Now, all this might be reasonably interesting in an American film, but what really makes A Separation worth watching is the access it allows us into Iranian customs, particularly regarding their justice system. These characters are as easy to relate to as any in a American film, their lives not very different from ours, and yet there are differences between cultures that raise the stakes in this story higher than they would be if it were set in the western world. A Seperation is no thriller, either, but it knows how to ratchet up suspense in measured doses; it knows when to reveal something, and when to save it for later. The third act in particular is spellbinding, and yet it is absolutely always 100% grounded in reality. The flesh-and-blood characters linger in the mind long after it’s over.

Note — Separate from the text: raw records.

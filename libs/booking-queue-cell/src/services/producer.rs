use std::sync::Arc;

use chrono::Utc;
use tracing::{info, warn};

use crate::services::queue::QueueTransport;
use crate::{BookingAcknowledgement, BookingQueueError, BookingRequest, QueueMessage};

/// API-facing side of the pipeline: validate shape, enqueue, acknowledge.
///
/// Slot availability is never checked here; that happens once, on the
/// schedule's lane, in the ingestion worker.
pub struct BookingProducerService {
    queue: Arc<dyn QueueTransport>,
}

impl BookingProducerService {
    pub fn new(queue: Arc<dyn QueueTransport>) -> Self {
        Self { queue }
    }

    pub async fn submit(&self, request: BookingRequest) -> Result<BookingAcknowledgement, BookingQueueError> {
        request.validate()?;

        let message = QueueMessage::new(request);

        let receipt = self.queue.enqueue(&message).await.map_err(|e| {
            warn!(
                schedule_id = %message.body.schedule_id,
                "Booking queue rejected enqueue: {}", e
            );
            match e {
                BookingQueueError::Serialization(_) => e,
                other => BookingQueueError::QueueUnavailable(other.to_string()),
            }
        })?;

        if receipt.duplicate {
            info!(
                dedup_key = %message.dedup_key,
                "Duplicate booking submission collapsed onto message {}", receipt.message_id
            );
        } else {
            info!(
                group_key = %message.group_key,
                "Booking request for patient {} queued as message {}",
                message.body.patient_id, receipt.message_id
            );
        }

        Ok(BookingAcknowledgement {
            message_id: receipt.message_id,
            dedup_key: message.dedup_key,
            group_key: message.group_key,
            duplicate: receipt.duplicate,
            accepted_at: Utc::now(),
        })
    }
}
use std::sync::Arc;

use axum::{
    extract::{Path, Query, State},
    http::StatusCode,
    response::Json,
    Extension,
};
use serde::Deserialize;
use serde_json::{json, Value};
use tracing::{error, info, warn};
use uuid::Uuid;

use shared_config::AppConfig;
use shared_models::{auth::User, error::AppError};
use shared_utils::extractor::require_role;

use crate::services::{producer::BookingProducerService, queue::QueueTransport};
use crate::{BookingRequest, BookingStatus};

const DEFAULT_DEAD_LETTER_LIMIT: usize = 50;
const MAX_DEAD_LETTER_LIMIT: usize = 500;

#[derive(Clone)]
pub struct BookingQueueState {
    pub config: Arc<AppConfig>,
    pub producer: Arc<BookingProducerService>,
    pub queue: Arc<dyn QueueTransport>,
}

impl BookingQueueState {
    pub fn new(config: Arc<AppConfig>, queue: Arc<dyn QueueTransport>) -> Self {
        Self {
            producer: Arc::new(BookingProducerService::new(Arc::clone(&queue))),
            config,
            queue,
        }
    }
}

#[derive(Debug, Deserialize)]
pub struct DeadLetterQuery {
    pub limit: Option<usize>,
}

/// Accept a booking request for asynchronous processing
pub async fn submit_booking(
    State(state): State<BookingQueueState>,
    Extension(user): Extension<User>,
    Json(request): Json<BookingRequest>,
) -> Result<(StatusCode, Json<Value>), AppError> {
    info!("Booking request from user: {}", user.id);

    let is_admin = user.has_role("admin");

    if !is_admin && request.patient_id.to_string() != user.id {
        return Err(AppError::Forbidden(
            "Patients can only book appointments for themselves".to_string(),
        ));
    }

    // Confirmation belongs to the provider review step.
    if !is_admin && matches!(request.status, Some(status) if status != BookingStatus::Pending) {
        return Err(AppError::Forbidden(
            "Only administrators can set the initial booking status".to_string(),
        ));
    }

    let ack = state.producer.submit(request).await.map_err(|e| {
        warn!("Booking submission refused: {}", e);
        AppError::from(e)
    })?;

    Ok((
        StatusCode::ACCEPTED,
        Json(json!({
            "success": true,
            "message_id": ack.message_id,
            "dedup_key": ack.dedup_key,
            "group_key": ack.group_key,
            "duplicate": ack.duplicate,
            "accepted_at": ack.accepted_at,
            "message": "Booking request queued; the outcome will be notified"
        })),
    ))
}

/// Queue depth counters
pub async fn get_queue_stats(
    State(state): State<BookingQueueState>,
    Extension(user): Extension<User>,
) -> Result<Json<Value>, AppError> {
    info!("Queue stats request from user: {}", user.id);

    let stats = state.queue.stats().await.map_err(|e| {
        error!("Failed to read queue stats: {}", e);
        AppError::from(e)
    })?;

    Ok(Json(json!({
        "pending": stats.pending,
        "in_flight": stats.in_flight,
        "dead_lettered": stats.dead_lettered
    })))
}

/// Most recent dead letters (admin only)
pub async fn list_dead_letters(
    State(state): State<BookingQueueState>,
    Extension(user): Extension<User>,
    Query(query): Query<DeadLetterQuery>,
) -> Result<Json<Value>, AppError> {
    require_role(&user, "admin")?;

    let limit = query
        .limit
        .unwrap_or(DEFAULT_DEAD_LETTER_LIMIT)
        .min(MAX_DEAD_LETTER_LIMIT);

    let letters = state.queue.dead_letters(limit).await.map_err(|e| {
        error!("Failed to list dead letters: {}", e);
        AppError::from(e)
    })?;

    Ok(Json(json!({
        "dead_letters": letters,
        "total": letters.len()
    })))
}

/// Put a dead letter back on the queue (admin only)
pub async fn requeue_dead_letter(
    State(state): State<BookingQueueState>,
    Extension(user): Extension<User>,
    Path(message_id): Path<Uuid>,
) -> Result<Json<Value>, AppError> {
    require_role(&user, "admin")?;
    info!("Requeue of dead letter {} requested by {}", message_id, user.id);

    let requeued = state.queue.requeue_dead_letter(message_id).await.map_err(|e| {
        error!("Failed to requeue dead letter {}: {}", message_id, e);
        AppError::from(e)
    })?;

    if !requeued {
        return Err(AppError::NotFound(format!("Dead letter {} not found", message_id)));
    }

    Ok(Json(json!({
        "success": true,
        "message_id": message_id,
        "message": "Dead letter requeued"
    })))
}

So kudos to A Separation for its deserved acclaim. For rising out of the cinematic trenches and capturing the Academy’s attention, when so many other quality films could not (and yet, The Help and Extremely Loud & Incredibly Close could).
And kudos to me, for wrapping up my series of 100 movie reviews for the year 2011!
A Separation: See it, and be separate from this film no longer.
The Trip: Worth the trip.
The Beaver: Just weird enough to be watchable.
Boy Wonder: Like a second-rate sidekick to better vigilante movies — but in a pinch, it’ll do.
Tuesday, After Christmas: Ho-ho-ho-hum.
Trespass: Cinematic schadenfreude at its finest.
Passion Play: Megan Fox with wings. Need I say more?
The Double: Twice as lame as any other movie I saw this year.